→ **About this exercise**: Go through the records below and show every line with the string "LevelFilter".

──────── Records for the exercise ────────

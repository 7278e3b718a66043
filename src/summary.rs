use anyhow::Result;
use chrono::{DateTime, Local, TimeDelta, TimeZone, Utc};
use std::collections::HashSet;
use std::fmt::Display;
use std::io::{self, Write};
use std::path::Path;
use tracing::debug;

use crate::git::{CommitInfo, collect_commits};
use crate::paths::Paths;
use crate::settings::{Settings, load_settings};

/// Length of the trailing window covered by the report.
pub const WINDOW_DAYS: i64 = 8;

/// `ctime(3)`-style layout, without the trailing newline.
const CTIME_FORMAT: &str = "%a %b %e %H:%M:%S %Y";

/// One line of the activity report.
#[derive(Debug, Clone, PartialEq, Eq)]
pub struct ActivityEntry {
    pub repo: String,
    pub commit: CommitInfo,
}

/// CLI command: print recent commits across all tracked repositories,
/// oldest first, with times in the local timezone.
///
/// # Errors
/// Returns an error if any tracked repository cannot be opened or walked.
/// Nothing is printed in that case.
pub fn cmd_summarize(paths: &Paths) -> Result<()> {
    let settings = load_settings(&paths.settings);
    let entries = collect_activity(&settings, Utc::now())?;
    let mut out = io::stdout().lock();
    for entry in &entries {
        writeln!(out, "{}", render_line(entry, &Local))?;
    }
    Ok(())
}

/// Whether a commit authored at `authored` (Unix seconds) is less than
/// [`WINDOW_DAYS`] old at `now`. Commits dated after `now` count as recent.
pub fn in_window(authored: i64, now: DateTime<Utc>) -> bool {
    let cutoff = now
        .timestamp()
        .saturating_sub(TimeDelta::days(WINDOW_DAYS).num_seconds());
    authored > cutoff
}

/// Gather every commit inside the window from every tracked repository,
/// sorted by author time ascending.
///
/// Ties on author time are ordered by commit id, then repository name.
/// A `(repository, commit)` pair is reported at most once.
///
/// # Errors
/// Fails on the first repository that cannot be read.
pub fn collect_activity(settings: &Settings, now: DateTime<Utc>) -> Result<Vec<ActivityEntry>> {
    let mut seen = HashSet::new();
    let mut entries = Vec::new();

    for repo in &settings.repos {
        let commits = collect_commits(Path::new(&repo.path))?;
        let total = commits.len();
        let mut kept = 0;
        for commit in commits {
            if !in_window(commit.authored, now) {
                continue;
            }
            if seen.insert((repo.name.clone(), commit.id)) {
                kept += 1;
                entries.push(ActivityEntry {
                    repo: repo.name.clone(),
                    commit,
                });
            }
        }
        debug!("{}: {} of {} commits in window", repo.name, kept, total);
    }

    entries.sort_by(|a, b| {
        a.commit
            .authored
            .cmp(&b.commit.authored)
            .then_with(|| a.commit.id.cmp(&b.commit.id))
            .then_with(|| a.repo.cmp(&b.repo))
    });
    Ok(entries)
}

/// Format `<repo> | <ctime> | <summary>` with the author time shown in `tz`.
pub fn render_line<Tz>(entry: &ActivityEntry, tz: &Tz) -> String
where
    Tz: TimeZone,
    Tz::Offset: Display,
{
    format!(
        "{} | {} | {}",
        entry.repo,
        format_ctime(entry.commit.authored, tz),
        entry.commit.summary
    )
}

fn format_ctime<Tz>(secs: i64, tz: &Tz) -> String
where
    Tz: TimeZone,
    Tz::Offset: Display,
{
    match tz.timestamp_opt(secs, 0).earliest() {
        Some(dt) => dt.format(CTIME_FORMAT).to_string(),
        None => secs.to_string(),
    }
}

────────
──────── Records for the exercise ────────

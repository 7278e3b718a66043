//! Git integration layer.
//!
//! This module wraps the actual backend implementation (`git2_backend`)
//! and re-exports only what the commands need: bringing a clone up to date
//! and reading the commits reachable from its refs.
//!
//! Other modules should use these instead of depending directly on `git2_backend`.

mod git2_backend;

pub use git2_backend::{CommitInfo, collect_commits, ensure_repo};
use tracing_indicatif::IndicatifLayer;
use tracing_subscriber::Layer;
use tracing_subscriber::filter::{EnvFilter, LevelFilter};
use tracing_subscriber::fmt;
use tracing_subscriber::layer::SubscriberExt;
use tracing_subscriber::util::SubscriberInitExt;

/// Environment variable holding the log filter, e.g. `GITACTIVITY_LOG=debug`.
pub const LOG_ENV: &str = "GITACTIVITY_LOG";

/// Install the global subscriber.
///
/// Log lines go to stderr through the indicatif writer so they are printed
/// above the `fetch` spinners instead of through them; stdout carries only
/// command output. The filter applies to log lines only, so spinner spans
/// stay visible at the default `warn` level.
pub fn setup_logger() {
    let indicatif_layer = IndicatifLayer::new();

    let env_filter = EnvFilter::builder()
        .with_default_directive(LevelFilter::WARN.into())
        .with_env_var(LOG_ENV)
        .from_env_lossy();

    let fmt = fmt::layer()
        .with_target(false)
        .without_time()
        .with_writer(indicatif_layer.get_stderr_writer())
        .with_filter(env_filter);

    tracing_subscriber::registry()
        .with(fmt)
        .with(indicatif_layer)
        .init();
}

────────
──────── Records for the exercise ────────

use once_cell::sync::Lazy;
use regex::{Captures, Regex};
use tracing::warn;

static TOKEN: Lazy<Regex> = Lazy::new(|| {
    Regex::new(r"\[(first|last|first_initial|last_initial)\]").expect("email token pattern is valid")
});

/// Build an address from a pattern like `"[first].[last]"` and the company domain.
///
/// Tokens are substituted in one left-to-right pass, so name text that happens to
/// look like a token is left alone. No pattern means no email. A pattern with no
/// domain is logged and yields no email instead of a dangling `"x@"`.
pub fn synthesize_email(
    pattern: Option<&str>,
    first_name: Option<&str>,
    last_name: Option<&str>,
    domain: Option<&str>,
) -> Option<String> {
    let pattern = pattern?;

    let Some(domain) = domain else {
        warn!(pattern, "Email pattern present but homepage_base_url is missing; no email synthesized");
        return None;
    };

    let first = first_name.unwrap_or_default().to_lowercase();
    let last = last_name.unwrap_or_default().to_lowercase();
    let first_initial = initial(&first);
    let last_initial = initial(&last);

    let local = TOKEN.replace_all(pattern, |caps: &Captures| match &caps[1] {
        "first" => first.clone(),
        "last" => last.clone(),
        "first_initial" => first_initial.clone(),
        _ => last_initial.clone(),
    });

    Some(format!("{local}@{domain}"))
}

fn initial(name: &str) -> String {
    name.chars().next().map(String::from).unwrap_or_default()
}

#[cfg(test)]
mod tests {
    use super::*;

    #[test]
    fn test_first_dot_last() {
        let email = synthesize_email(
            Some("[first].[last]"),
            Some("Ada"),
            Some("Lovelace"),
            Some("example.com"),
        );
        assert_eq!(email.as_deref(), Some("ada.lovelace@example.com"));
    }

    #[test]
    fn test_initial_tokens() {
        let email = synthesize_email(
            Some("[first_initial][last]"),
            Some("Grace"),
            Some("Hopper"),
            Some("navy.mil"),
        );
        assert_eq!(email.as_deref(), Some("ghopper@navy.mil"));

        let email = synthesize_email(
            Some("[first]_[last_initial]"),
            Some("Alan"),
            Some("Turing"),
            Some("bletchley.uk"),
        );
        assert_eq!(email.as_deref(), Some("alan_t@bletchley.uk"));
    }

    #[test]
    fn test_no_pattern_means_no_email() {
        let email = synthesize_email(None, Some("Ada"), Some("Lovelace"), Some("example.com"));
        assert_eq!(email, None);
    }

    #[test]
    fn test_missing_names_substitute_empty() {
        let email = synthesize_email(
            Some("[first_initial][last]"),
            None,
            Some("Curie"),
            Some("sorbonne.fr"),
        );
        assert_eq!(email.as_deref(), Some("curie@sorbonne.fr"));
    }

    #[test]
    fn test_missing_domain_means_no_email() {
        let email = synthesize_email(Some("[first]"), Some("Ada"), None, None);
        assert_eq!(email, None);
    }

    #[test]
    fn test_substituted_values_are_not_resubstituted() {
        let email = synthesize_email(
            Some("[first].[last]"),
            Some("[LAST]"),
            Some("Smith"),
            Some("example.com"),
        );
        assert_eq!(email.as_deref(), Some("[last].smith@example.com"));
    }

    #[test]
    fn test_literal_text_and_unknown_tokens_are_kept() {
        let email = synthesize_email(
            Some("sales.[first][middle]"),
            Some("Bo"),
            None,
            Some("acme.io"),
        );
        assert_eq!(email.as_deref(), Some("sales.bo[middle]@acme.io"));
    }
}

────────

→ **Response to this task**:
use tracing_subscriber::filter::{EnvFilter, LevelFilter};
        .with_default_directive(LevelFilter::WARN.into())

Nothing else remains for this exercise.